The Ukrainian journalist also presented two theories that would incriminate Soviet officials. In the first, he suggested that perhaps the remains of Jews eliminated by the Germans were rounded up after the war and entombed beneath the monastery as part of a clean-up process. He explained that Soviet military and militia commanders understood that the local population could easily fail to differentiate deaths that occurred at the hands of Soviet or Nazi forces. Therefore, the local Soviets were inclined to cover up the grisly tracks of their enemy as well as their own.

However, Mr. Kulyniak also proposed that perhaps the deaths came as a result of more natural causes. He suggested that perhaps an epidemic of typhus, which was common in the immediate post-war period, had swept a local temporary detention facility where people awaiting exile to Siberia were incarcerated. The bones found this past summer might be the remains of those who succumbed and were buried en masse.

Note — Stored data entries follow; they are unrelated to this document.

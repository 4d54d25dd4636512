//! Custom (per-suite) imports.
//!
//! A suite may import host functions beyond the standard surface, typically to mock something. They come from the
//! `imports` section of the configuration or, for a single test file, from a `<stem>.imports` JSON file beside it:
//!
//! ```json
//! { "env": { "seed": 42 } }
//! ```
//!
//! Each entry becomes a function returning that number. Functions can also be registered programmatically.

use std::collections::BTreeMap;
use std::fs;
use std::path::{Path, PathBuf};
use std::rc::Rc;

use probe_core::ImportName;

use crate::error::ConfigError;

/// Host function backing a custom import.
pub type ImportFn = Rc<dyn Fn(&[f64]) -> f64>;

/// `{ module: { name: value } }` as found in configuration files.
pub type ImportConstants = BTreeMap<String, BTreeMap<String, f64>>;

#[derive(Clone, Default)]
pub struct CustomImports {
    functions: BTreeMap<ImportName, ImportFn>,
}

impl std::fmt::Debug for CustomImports {
    fn fmt(&self, f: &mut std::fmt::Formatter<'_>) -> std::fmt::Result {
        f.debug_set().entries(self.functions.keys().map(ToString::to_string)).finish()
    }
}

impl CustomImports {
    pub fn new() -> Self {
        Self::default()
    }

    pub fn from_constants(constants: &ImportConstants) -> Self {
        let mut imports = Self::new();
        for (module, names) in constants {
            for (name, value) in names {
                imports.insert_constant(module, name, *value);
            }
        }
        imports
    }

    /// Read a `.imports` file.
    pub fn load_file(path: &Path) -> Result<Self, ConfigError> {
        let text = fs::read_to_string(path).map_err(|source| ConfigError::Read {
            path: path.to_path_buf(),
            source,
        })?;
        let constants: ImportConstants = serde_json::from_str(&text).map_err(|source| ConfigError::Parse {
            path: path.to_path_buf(),
            source,
        })?;
        Ok(Self::from_constants(&constants))
    }

    /// Where the per-file imports of `entry` live: `dir/<stem>.imports`.
    pub fn sidecar_path(entry: &Path) -> PathBuf {
        entry.with_extension("imports")
    }

    /// Imports for `entry`: its sidecar file if one exists, otherwise `fallback`.
    pub fn for_entry(entry: &Path, fallback: &CustomImports) -> Result<Self, ConfigError> {
        let sidecar = Self::sidecar_path(entry);
        if sidecar.is_file() {
            tracing::debug!(file = %sidecar.display(), "using per-file imports");
            Self::load_file(&sidecar)
        } else {
            Ok(fallback.clone())
        }
    }

    pub fn insert(&mut self, module: &str, name: &str, function: impl Fn(&[f64]) -> f64 + 'static) -> &mut Self {
        self.functions.insert(ImportName::new(module, name), Rc::new(function));
        self
    }

    pub fn insert_constant(&mut self, module: &str, name: &str, value: f64) -> &mut Self {
        self.insert(module, name, move |_| value)
    }

    pub fn contains(&self, import: &ImportName) -> bool {
        self.functions.contains_key(import)
    }

    pub fn call(&self, import: &ImportName, args: &[f64]) -> Option<f64> {
        self.functions.get(import).map(|function| function(args))
    }

    pub fn len(&self) -> usize {
        self.functions.len()
    }

    pub fn is_empty(&self) -> bool {
        self.functions.is_empty()
    }
}

#[cfg(test)]
mod tests {
    use super::*;

    #[test]
    fn test_constants_become_functions() {
        let mut constants = ImportConstants::new();
        constants.entry("env".to_string()).or_default().insert("seed".to_string(), 42.0);
        let imports = CustomImports::from_constants(&constants);
        assert_eq!(imports.call(&ImportName::new("env", "seed"), &[1.0, 2.0]), Some(42.0));
        assert_eq!(imports.call(&ImportName::new("env", "other"), &[]), None);
    }

    #[test]
    fn test_programmatic_import() {
        let mut imports = CustomImports::new();
        imports.insert("math", "add", |args| args.iter().sum());
        assert_eq!(imports.call(&ImportName::new("math", "add"), &[1.0, 2.0]), Some(3.0));
        assert!(imports.contains(&ImportName::new("math", "add")));
        assert_eq!(format!("{imports:?}"), "{\"math.add\"}");
    }

    #[test]
    fn test_sidecar_path_replaces_extension() {
        assert_eq!(
            CustomImports::sidecar_path(Path::new("tests/math.spec.ts")),
            PathBuf::from("tests/math.spec.imports")
        );
    }

    #[test]
    fn test_sidecar_file_replaces_fallback() {
        let dir = std::env::temp_dir().join(format!("probe_imports_{}", std::process::id()));
        fs::create_dir_all(&dir).unwrap();
        let entry = dir.join("suite.spec");
        fs::write(dir.join("suite.imports"), r#"{ "env": { "seed": 7 } }"#).unwrap();

        let mut fallback = CustomImports::new();
        fallback.insert_constant("env", "fallback", 1.0);

        let imports = CustomImports::for_entry(&entry, &fallback).unwrap();
        assert_eq!(imports.call(&ImportName::new("env", "seed"), &[]), Some(7.0));
        assert!(!imports.contains(&ImportName::new("env", "fallback")));

        let other = CustomImports::for_entry(&dir.join("none.spec"), &fallback).unwrap();
        assert!(other.contains(&ImportName::new("env", "fallback")));

        fs::remove_dir_all(&dir).unwrap();
    }

    #[test]
    fn test_malformed_sidecar_is_a_parse_error() {
        let dir = std::env::temp_dir().join(format!("probe_imports_bad_{}", std::process::id()));
        fs::create_dir_all(&dir).unwrap();
        fs::write(dir.join("bad.imports"), "{ not json").unwrap();
        let err = CustomImports::for_entry(&dir.join("bad.spec"), &CustomImports::new()).unwrap_err();
        assert!(matches!(err, ConfigError::Parse { .. }));
        fs::remove_dir_all(&dir).unwrap();
    }
}
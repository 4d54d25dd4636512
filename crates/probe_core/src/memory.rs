//! Guest linear memory.
//!
//! The guest owns one growable byte buffer. Strings and opaque byte ranges cross the boundary as addresses into
//! this buffer; the host only ever reads it.
//!
//! ## Layout
//!
//! - Address `0` is the null pointer and is never handed out.
//! - Allocations are bump-allocated and 8-byte aligned. Memory is released only by rewinding to an earlier
//!   [`LinearMemory::used`] mark with [`LinearMemory::reset_to`].
//! - A string is stored as a little-endian `u32` byte length followed by its UTF-8 bytes. The string's address
//!   points at the length header.
//! - A byte range has no header; its length travels next to its address.

use thiserror::Error;

use crate::trap::{Trap, TrapCode};

/// Address inside a guest's linear memory.
pub type Pointer = u32;

/// Size of one memory page in bytes.
pub const PAGE_SIZE: usize = 64 * 1024;

/// Default page limit (16 MiB).
pub const DEFAULT_MAX_PAGES: usize = 256;

const HEAP_BASE: usize = 8;
const ALIGN: usize = 8;
const STRING_HEADER: usize = 4;

#[derive(Debug, Clone, PartialEq, Eq, Error)]
pub enum MemoryError {
    #[error("null pointer dereference")]
    NullPointer,

    #[error("access of {len} bytes at {ptr:#x} is out of bounds (memory size {size})")]
    OutOfBounds { ptr: Pointer, len: usize, size: usize },

    #[error("cannot grow memory to {requested} bytes (limit {limit})")]
    OutOfMemory { requested: usize, limit: usize },

    #[error("string at {ptr:#x} is not valid UTF-8")]
    InvalidUtf8 { ptr: Pointer },
}

impl From<MemoryError> for Trap {
    fn from(err: MemoryError) -> Self {
        let code = match err {
            MemoryError::OutOfMemory { .. } => TrapCode::OutOfMemory,
            _ => TrapCode::MemoryOutOfBounds,
        };
        Trap::new(code, err.to_string())
    }
}

/// A guest's private, growable byte buffer.
#[derive(Debug, Clone)]
pub struct LinearMemory {
    bytes: Vec<u8>,
    top: usize,
    max_pages: usize,
}

impl Default for LinearMemory {
    fn default() -> Self {
        Self::new()
    }
}

impl LinearMemory {
    /// Create a memory of one page with the default page limit.
    pub fn new() -> Self {
        Self::with_max_pages(DEFAULT_MAX_PAGES)
    }

    pub fn with_max_pages(max_pages: usize) -> Self {
        let max_pages = max_pages.max(1);
        Self {
            bytes: vec![0; PAGE_SIZE],
            top: HEAP_BASE,
            max_pages,
        }
    }

    /// Current memory size in bytes.
    pub fn size(&self) -> usize {
        self.bytes.len()
    }

    /// Bytes handed out so far, including the reserved null region.
    pub fn used(&self) -> usize {
        self.top
    }

    /// Reserve `len` zeroed bytes and return their address.
    pub fn alloc(&mut self, len: usize) -> Result<Pointer, MemoryError> {
        let start = self.top.next_multiple_of(ALIGN);
        let end = start.checked_add(len).ok_or(MemoryError::OutOfMemory {
            requested: usize::MAX,
            limit: self.limit(),
        })?;
        if end > self.bytes.len() {
            self.grow_to(end)?;
        }
        self.top = end;
        Pointer::try_from(start).map_err(|_| MemoryError::OutOfMemory {
            requested: end,
            limit: self.limit(),
        })
    }

    /// Release every allocation made since `used()` returned `mark`. Released bytes are zeroed; the memory does
    /// not shrink. A mark above the current top is ignored.
    pub fn reset_to(&mut self, mark: usize) {
        let mark = mark.max(HEAP_BASE);
        if mark >= self.top {
            return;
        }
        self.bytes[mark..self.top].fill(0);
        self.top = mark;
    }

    /// Copy `data` into fresh memory and return its address.
    pub fn alloc_bytes(&mut self, data: &[u8]) -> Result<Pointer, MemoryError> {
        let ptr = self.alloc(data.len())?;
        let start = ptr as usize;
        self.bytes[start..start + data.len()].copy_from_slice(data);
        Ok(ptr)
    }

    /// Store a length-prefixed string and return the address of its header.
    pub fn alloc_string(&mut self, text: &str) -> Result<Pointer, MemoryError> {
        let len = u32::try_from(text.len()).map_err(|_| MemoryError::OutOfMemory {
            requested: text.len(),
            limit: self.limit(),
        })?;
        let ptr = self.alloc(STRING_HEADER + text.len())?;
        let start = ptr as usize;
        self.bytes[start..start + STRING_HEADER].copy_from_slice(&len.to_le_bytes());
        self.bytes[start + STRING_HEADER..start + STRING_HEADER + text.len()].copy_from_slice(text.as_bytes());
        Ok(ptr)
    }

    /// Borrow `len` bytes starting at `ptr`.
    pub fn read_bytes(&self, ptr: Pointer, len: usize) -> Result<&[u8], MemoryError> {
        let start = ptr as usize;
        let end = start.checked_add(len).ok_or(MemoryError::OutOfBounds {
            ptr,
            len,
            size: self.bytes.len(),
        })?;
        self.bytes.get(start..end).ok_or(MemoryError::OutOfBounds {
            ptr,
            len,
            size: self.bytes.len(),
        })
    }

    /// Decode the length-prefixed string whose header lives at `ptr`.
    pub fn read_string(&self, ptr: Pointer) -> Result<String, MemoryError> {
        if ptr == 0 {
            return Err(MemoryError::NullPointer);
        }
        let header = self.read_bytes(ptr, STRING_HEADER)?;
        let mut len = [0u8; STRING_HEADER];
        len.copy_from_slice(header);
        let len = u32::from_le_bytes(len) as usize;
        let body_ptr = ptr.checked_add(STRING_HEADER as Pointer).ok_or(MemoryError::OutOfBounds {
            ptr,
            len,
            size: self.bytes.len(),
        })?;
        let body = self.read_bytes(body_ptr, len)?;
        String::from_utf8(body.to_vec()).map_err(|_| MemoryError::InvalidUtf8 { ptr })
    }

    /// Mutable view of memory for guest code that writes in place.
    pub fn bytes_mut(&mut self, ptr: Pointer, len: usize) -> Result<&mut [u8], MemoryError> {
        let size = self.bytes.len();
        let start = ptr as usize;
        let end = start
            .checked_add(len)
            .ok_or(MemoryError::OutOfBounds { ptr, len, size })?;
        self.bytes
            .get_mut(start..end)
            .ok_or(MemoryError::OutOfBounds { ptr, len, size })
    }

    fn limit(&self) -> usize {
        self.max_pages * PAGE_SIZE
    }

    fn grow_to(&mut self, end: usize) -> Result<(), MemoryError> {
        let pages = end.div_ceil(PAGE_SIZE);
        if pages > self.max_pages {
            return Err(MemoryError::OutOfMemory {
                requested: end,
                limit: self.limit(),
            });
        }
        self.bytes.resize(pages * PAGE_SIZE, 0);
        Ok(())
    }
}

Mr. Kulyniak mentioned that he does not believe it necessary to discard the alternative theories presented by Mr. Hryniv of the Memorial Society. He said that in order for the truth to be discovered all possibilities should be identified and considered before final conclusions are drawn.

Both men agreed that the lack of bullets and human hair remains at the site points to the fact that the victims were killed elsewhere and that their bodies were later deposited in the cellar beneath the Basilian Monastery. This also would explain why no clasps, jewelry or buttons have been found at the site.

However, Mr. Hryniv maintains that the fact the bodies were buried in an unconventional spot and manner is a serious piece of evidence that must be considered in support of his theories. He explained that German SS officers rarely hid their handiwork. Just the opposite, they usually exposed it because they believed in the righteousness of their cause, such as the elimination of Jews, or wanted to intimidate the local population into subservience.

"It is the Soviets who knew they were committing crimes against humanity and, therefore, tried to hide their atrocities," explained Mr. Hryniv.

He explained that the skeletal remains found beneath the Basilian Monastery, if found to be the work of Soviet police authorities, would be the best example of the war of terror the Soviet Union waged against Ukrainians.

"These were not members of the underground, these were not combatants against the Soviet regime, they were not members of the UPA or the OUN, these were mothers and children," explained Mr. Hryniv. "And this is the best evidence that it was a war against the civilian population."

Mr. Kulyniak, while admitting that any one of the theories could eventually prove true - if the truth is ever determined - said that for the moment a proper investigation must be completed.

"We may even need to bring in international experts to let the world decide what happened here," explained Mr. Kulyniak.